A follow-up letter sent to students on Friday — nearly two weeks after the posts came to light — offered a thin, overdue acknowledgment of the “pain and hurt” the posts have caused students. The same letter also went on to affirm Thursday’s decision, claiming the department had met “immediate educational demands” with a solution that “best serves all our students.” Is the department serious?

These two claims — that students are hurting, but that their needs have also been addressed by Thursday's decision — are inherently contradictory. Students’ hurt is their need. How does the choice to let Kane continue teaching address students’ needs, or alleviate their hurt? How are students — especially Black and other non-white students — ever to feel comfortable under the presence of a preceptor who condones and advocates racist sentiments? What will Imai’s oversight do to protect them?

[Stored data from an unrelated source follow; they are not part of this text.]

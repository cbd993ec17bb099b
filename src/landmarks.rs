//! Body landmark data model and the pose-estimation seam.
//!
//! The pose estimator itself lives outside this crate. It is reached through
//! [`LandmarkSource`], which turns one [`VideoFrame`] into a [`PoseFrame`]:
//! either the full, positionally indexed set of 33 landmarks or an empty set
//! when no body was detected.

use crate::{config::PoseSourceConfig, constants::NUM_POSE_LANDMARKS, frame::VideoFrame, Error, Result};
use serde::{Deserialize, Serialize};
use std::future::Future;

/// Named landmark slots, in the estimator's fixed output order
#[derive(Debug, Clone, Copy, PartialEq, Eq, Hash)]
#[repr(usize)]
pub enum PoseLandmark {
    Nose = 0,
    LeftEyeInner = 1,
    LeftEye = 2,
    LeftEyeOuter = 3,
    RightEyeInner = 4,
    RightEye = 5,
    RightEyeOuter = 6,
    LeftEar = 7,
    RightEar = 8,
    MouthLeft = 9,
    MouthRight = 10,
    LeftShoulder = 11,
    RightShoulder = 12,
    LeftElbow = 13,
    RightElbow = 14,
    LeftWrist = 15,
    RightWrist = 16,
    LeftPinky = 17,
    RightPinky = 18,
    LeftIndex = 19,
    RightIndex = 20,
    LeftThumb = 21,
    RightThumb = 22,
    LeftHip = 23,
    RightHip = 24,
    LeftKnee = 25,
    RightKnee = 26,
    LeftAnkle = 27,
    RightAnkle = 28,
    LeftHeel = 29,
    RightHeel = 30,
    LeftFootIndex = 31,
    RightFootIndex = 32,
}

impl PoseLandmark {
    pub const COUNT: usize = NUM_POSE_LANDMARKS;

    /// Slot position in a [`PoseFrame`]
    #[must_use]
    pub fn index(self) -> usize {
        self as usize
    }
}

/// A single estimated keypoint
#[derive(Debug, Clone, Copy, PartialEq, Default, Serialize, Deserialize)]
pub struct Landmark {
    /// Normalized horizontal position (0.0-1.0)
    pub x: f32,
    /// Normalized vertical position (0.0-1.0)
    pub y: f32,
    /// Relative depth, unitless; smaller is closer to the camera
    #[serde(default)]
    pub z: f32,
    /// Detection confidence (0.0-1.0), if the estimator reports one
    #[serde(default)]
    pub visibility: Option<f32>,
}

impl Landmark {
    #[must_use]
    pub fn new(x: f32, y: f32, z: f32, visibility: f32) -> Self {
        Self {
            x,
            y,
            z,
            visibility: Some(visibility),
        }
    }

    /// Reported visibility; an estimator that omits it is taken at its word.
    #[must_use]
    pub fn confidence(&self) -> f32 {
        self.visibility.unwrap_or(1.0)
    }

    /// Whether visibility is at or above `threshold`
    #[must_use]
    pub fn is_visible(&self, threshold: f32) -> bool {
        self.confidence() >= threshold
    }

    /// Position in pixels for a frame of the given size
    #[must_use]
    #[allow(clippy::cast_precision_loss)]
    pub fn to_pixel(&self, width: u32, height: u32) -> (f32, f32) {
        (self.x * width as f32, self.y * height as f32)
    }
}

/// Landmarks for one video frame
#[derive(Debug, Clone, PartialEq, Serialize, Deserialize)]
#[serde(try_from = "RawPoseFrame")]
pub struct PoseFrame {
    landmarks: Vec<Landmark>,
    frame_width: u32,
    frame_height: u32,
}

#[derive(Deserialize)]
struct RawPoseFrame {
    #[serde(default)]
    landmarks: Vec<Landmark>,
    frame_width: u32,
    frame_height: u32,
}

impl TryFrom<RawPoseFrame> for PoseFrame {
    type Error = Error;

    fn try_from(raw: RawPoseFrame) -> Result<Self> {
        Self::new(raw.landmarks, raw.frame_width, raw.frame_height)
    }
}

impl PoseFrame {
    /// Create a pose frame from a complete landmark set or an empty one.
    ///
    /// # Errors
    ///
    /// Returns `InvalidInput` for a partial landmark set or a zero-sized frame.
    pub fn new(landmarks: Vec<Landmark>, frame_width: u32, frame_height: u32) -> Result<Self> {
        if !landmarks.is_empty() && landmarks.len() != PoseLandmark::COUNT {
            return Err(Error::InvalidInput(format!(
                "Expected 0 or {} landmarks, got {}",
                PoseLandmark::COUNT,
                landmarks.len()
            )));
        }
        if frame_width == 0 || frame_height == 0 {
            return Err(Error::InvalidInput(format!(
                "Invalid frame dimensions: {frame_width}x{frame_height}"
            )));
        }

        Ok(Self {
            landmarks,
            frame_width,
            frame_height,
        })
    }

    /// A frame in which no body was detected
    #[must_use]
    pub fn empty(frame_width: u32, frame_height: u32) -> Self {
        Self {
            landmarks: Vec::new(),
            frame_width: frame_width.max(1),
            frame_height: frame_height.max(1),
        }
    }

    #[must_use]
    pub fn is_empty(&self) -> bool {
        self.landmarks.is_empty()
    }

    /// Landmark at a named slot, `None` when nothing was detected
    #[must_use]
    pub fn get(&self, landmark: PoseLandmark) -> Option<&Landmark> {
        self.landmarks.get(landmark.index())
    }

    /// Landmark at a named slot if its visibility reaches `threshold`
    #[must_use]
    pub fn visible(&self, landmark: PoseLandmark, threshold: f32) -> Option<&Landmark> {
        self.get(landmark).filter(|lm| lm.is_visible(threshold))
    }

    #[must_use]
    pub fn landmarks(&self) -> &[Landmark] {
        &self.landmarks
    }

    #[must_use]
    pub fn frame_width(&self) -> u32 {
        self.frame_width
    }

    #[must_use]
    pub fn frame_height(&self) -> u32 {
        self.frame_height
    }
}

/// The pose-estimation collaborator.
///
/// `estimate` is the only suspension point inside a tick.
pub trait LandmarkSource: Send {
    /// Apply estimator settings before the first frame.
    ///
    /// Called once per session by the capture loop. Sources without
    /// tunable settings can ignore it.
    fn configure(&mut self, _config: &PoseSourceConfig) {}

    /// Estimate body landmarks for one frame
    fn estimate(&mut self, frame: &VideoFrame) -> impl Future<Output = Result<PoseFrame>> + Send;
}
//! Offline sources: recorded landmarks and image-sequence frames.
//!
//! These let the whole pipeline run without a camera or a pose model.
//! Landmark recordings are JSON arrays of pose frames:
//!
//! ```json
//! [
//!   {"landmarks": [{"x": 0.5, "y": 0.2, "z": 0.0, "visibility": 0.99}, ...],
//!    "frame_width": 640, "frame_height": 480},
//!   {"landmarks": [], "frame_width": 640, "frame_height": 480}
//! ]
//! ```

use crate::{
    config::PoseSourceConfig,
    frame::{FrameSource, VideoFrame},
    landmarks::{LandmarkSource, PoseFrame},
    Error, Result,
};
use log::{debug, info, warn};
use std::{
    collections::VecDeque,
    path::{Path, PathBuf},
};

/// Serves recorded pose frames in order, then empty poses
///
/// A recorded pose in which no landmark reaches the configured detection
/// confidence is served as an empty pose, as a live detector would report it.
#[derive(Debug, Clone, Default)]
pub struct ReplayLandmarkSource {
    frames: VecDeque<PoseFrame>,
    min_detection_confidence: f32,
}

impl ReplayLandmarkSource {
    #[must_use]
    pub fn new(frames: Vec<PoseFrame>) -> Self {
        Self {
            frames: frames.into(),
            min_detection_confidence: 0.0,
        }
    }

    /// Load a JSON recording
    ///
    /// # Errors
    ///
    /// Returns an error if the file cannot be read or any frame is malformed.
    pub fn from_file<P: AsRef<Path>>(path: P) -> Result<Self> {
        let content = std::fs::read_to_string(path.as_ref())?;
        let frames: Vec<PoseFrame> = serde_json::from_str(&content)?;
        info!("Loaded {} recorded pose frames from {}", frames.len(), path.as_ref().display());
        Ok(Self::new(frames))
    }

    /// Recorded frames not served yet
    #[must_use]
    pub fn remaining(&self) -> usize {
        self.frames.len()
    }
}

impl LandmarkSource for ReplayLandmarkSource {
    fn configure(&mut self, config: &PoseSourceConfig) {
        self.min_detection_confidence = config.min_detection_confidence;
        debug!(
            "Replay detection threshold set to {:.2}",
            self.min_detection_confidence
        );
    }

    async fn estimate(&mut self, frame: &VideoFrame) -> Result<PoseFrame> {
        let Some(recorded) = self.frames.pop_front() else {
            return Ok(PoseFrame::empty(frame.width(), frame.height()));
        };
        let detected = recorded
            .landmarks()
            .iter()
            .any(|lm| lm.confidence() >= self.min_detection_confidence);
        if !detected {
            return Ok(PoseFrame::empty(frame.width(), frame.height()));
        }
        // Landmarks are normalized, so they apply to the frame actually shown
        match PoseFrame::new(recorded.landmarks().to_vec(), frame.width(), frame.height()) {
            Ok(pose) => Ok(pose),
            Err(e) => {
                warn!("Keeping recorded frame size, cannot re-tag pose: {}", e);
                Ok(recorded)
            }
        }
    }
}

/// Serves PNG images from a directory in file-name order
#[derive(Debug, Clone)]
pub struct DirectoryFrameSource {
    directory: PathBuf,
    paths: Vec<PathBuf>,
    next: usize,
}

impl DirectoryFrameSource {
    #[must_use]
    pub fn new<P: Into<PathBuf>>(directory: P) -> Self {
        Self {
            directory: directory.into(),
            paths: Vec::new(),
            next: 0,
        }
    }

    /// Frames found by the last `open`
    #[must_use]
    pub fn len(&self) -> usize {
        self.paths.len()
    }

    #[must_use]
    pub fn is_empty(&self) -> bool {
        self.paths.is_empty()
    }

    fn scan(directory: &Path) -> Result<Vec<PathBuf>> {
        let mut paths = Vec::new();
        for entry in std::fs::read_dir(directory)? {
            let path = entry?.path();
            let is_png = path
                .extension()
                .and_then(|ext| ext.to_str())
                .is_some_and(|ext| ext.eq_ignore_ascii_case("png"));
            if is_png {
                paths.push(path);
            }
        }
        paths.sort();
        Ok(paths)
    }
}

impl FrameSource for DirectoryFrameSource {
    async fn open(&mut self) -> Result<()> {
        let directory = self.directory.clone();
        let paths = tokio::task::spawn_blocking(move || Self::scan(&directory))
            .await
            .map_err(|e| Error::FrameSource(format!("Frame scan task failed: {e}")))?
            .map_err(|e| Error::FrameSource(format!("Cannot read {}: {e}", self.directory.display())))?;

        if paths.is_empty() {
            return Err(Error::FrameSource(format!(
                "No PNG frames in {}",
                self.directory.display()
            )));
        }
        info!("Found {} frames in {}", paths.len(), self.directory.display());
        self.paths = paths;
        self.next = 0;
        Ok(())
    }

    async fn next_frame(&mut self) -> Result<Option<VideoFrame>> {
        let Some(path) = self.paths.get(self.next).cloned() else {
            return Ok(None);
        };
        let sequence = self.next as u64;
        self.next += 1;

        debug!("Reading frame {}", path.display());
        let image = tokio::task::spawn_blocking(move || image::open(&path).map(|img| img.to_rgba8()))
            .await
            .map_err(|e| Error::FrameSource(format!("Frame decode task failed: {e}")))??;
        Ok(Some(VideoFrame::new(image, sequence)))
    }
}
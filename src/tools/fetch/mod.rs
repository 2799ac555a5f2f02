//! Fetch Tools
//!
//! Turns a [`Source`] into `(page_url, html)`. Only http(s) pages go through
//! the network; files and inline HTML are read locally.

mod client;
mod utils;

use utils::*;

use crate::error::{Result, TaggerError};
use crate::types::Source;
use async_trait::async_trait;
use reqwest::Client;
use std::time::Instant;
use tracing::{debug, warn};
use url::Url;

/// Something that can download a page.
#[async_trait]
pub trait Fetcher: Send + Sync {
    fn name(&self) -> &'static str;

    async fn fetch(&self, url: &str) -> Result<String>;
}

/// Fetcher backed by a shared reqwest client.
#[derive(Debug, Clone)]
pub struct ReqwestFetcher {
    client: Client,
}

impl ReqwestFetcher {
    pub fn new() -> Result<Self> {
        Self::with_timeout(None)
    }

    pub fn with_timeout(timeout_ms: Option<u64>) -> Result<Self> {
        let client = client::build_client(timeout_ms)?;
        Ok(Self { client })
    }
}

#[async_trait]
impl Fetcher for ReqwestFetcher {
    fn name(&self) -> &'static str {
        "reqwest"
    }

    async fn fetch(&self, url: &str) -> Result<String> {
        let parsed = parse_http_url(url).ok_or_else(|| TaggerError::InvalidUrl(url.to_string()))?;

        let start = Instant::now();
        let response = self.client.get(parsed.clone()).send().await?;
        let status = response.status();
        let body = response.text().await?;

        if let Err(reason) = validate_response(status, &body) {
            warn!(url = %parsed, %reason, "Rejected response");
            return Err(TaggerError::fetch_error(parsed.as_str(), reason));
        }

        debug!(
            url = %parsed,
            bytes = body.len(),
            elapsed_ms = start.elapsed().as_millis() as u64,
            "Fetched page"
        );
        Ok(body)
    }
}

/// Resolve a source into its page url and HTML.
///
/// Files get a `file://` page url; inline HTML has none.
pub async fn resolve_source(fetcher: &dyn Fetcher, source: &Source) -> Result<(String, String)> {
    match source {
        Source::Url(url) => {
            let html = fetcher.fetch(url).await?;
            Ok((url.clone(), html))
        }
        Source::File(path) => {
            let html = tokio::fs::read_to_string(path).await?;
            let absolute = if path.is_absolute() {
                path.clone()
            } else {
                std::env::current_dir()?.join(path)
            };
            let page_url = Url::from_file_path(&absolute)
                .map(String::from)
                .map_err(|_| TaggerError::InvalidUrl(path.display().to_string()))?;
            Ok((page_url, html))
        }
        Source::Html(html) => Ok((String::new(), html.clone())),
    }
}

Nothing has changed. And nothing will change until students’ needs are truly acknowledged by the Government department through decisive action. What they offered instead was a “sorry your feelings got hurt.” They can keep it; students don’t want it.

The only way for the Government department to wholeheartedly condemn Kane’s alleged moral failings would be to remove him from his position, demonstrating a complete intolerance for his racist views. Their current failure to do so serves as a tacit legitimization of the sentiments on Kane’s blog. That harms the well-being of Black and other nonwhite students who already struggle disproportionately with feeling like they belong within Harvard’s gates. And it sends a damaging message to academia more broadly about what academic institutions should tolerate in their pedagogues.

And this isn’t the first time that the Government department has failed its students. In 2018, The Chronicle of Higher Education revealed that Government professor Jorge I. Dominguez had been allowed to harass female colleagues and students for decades. Harvard knew in the 1980s. A year later students were still calling for an external review. A climate survey in early 2019 showed that a third of female students and faculty in the department felt that they were “limited” by their gender.

The toxic culture that has been cultivated within the department is deeply concerning and the recent events are only the latest reminder that students who are seeking a supportive and nurturing learning environment ought to consider looking elsewhere.

So we reiterate: Fire David Kane.

This staff editorial solely represents the majority view of The Crimson Editorial Board. It is the product of discussions at regular Editorial Board meetings. In order to ensure the impartiality of our journalism, Crimson editors who choose to opine and vote at these meetings are not involved in the reporting of articles on similar topics.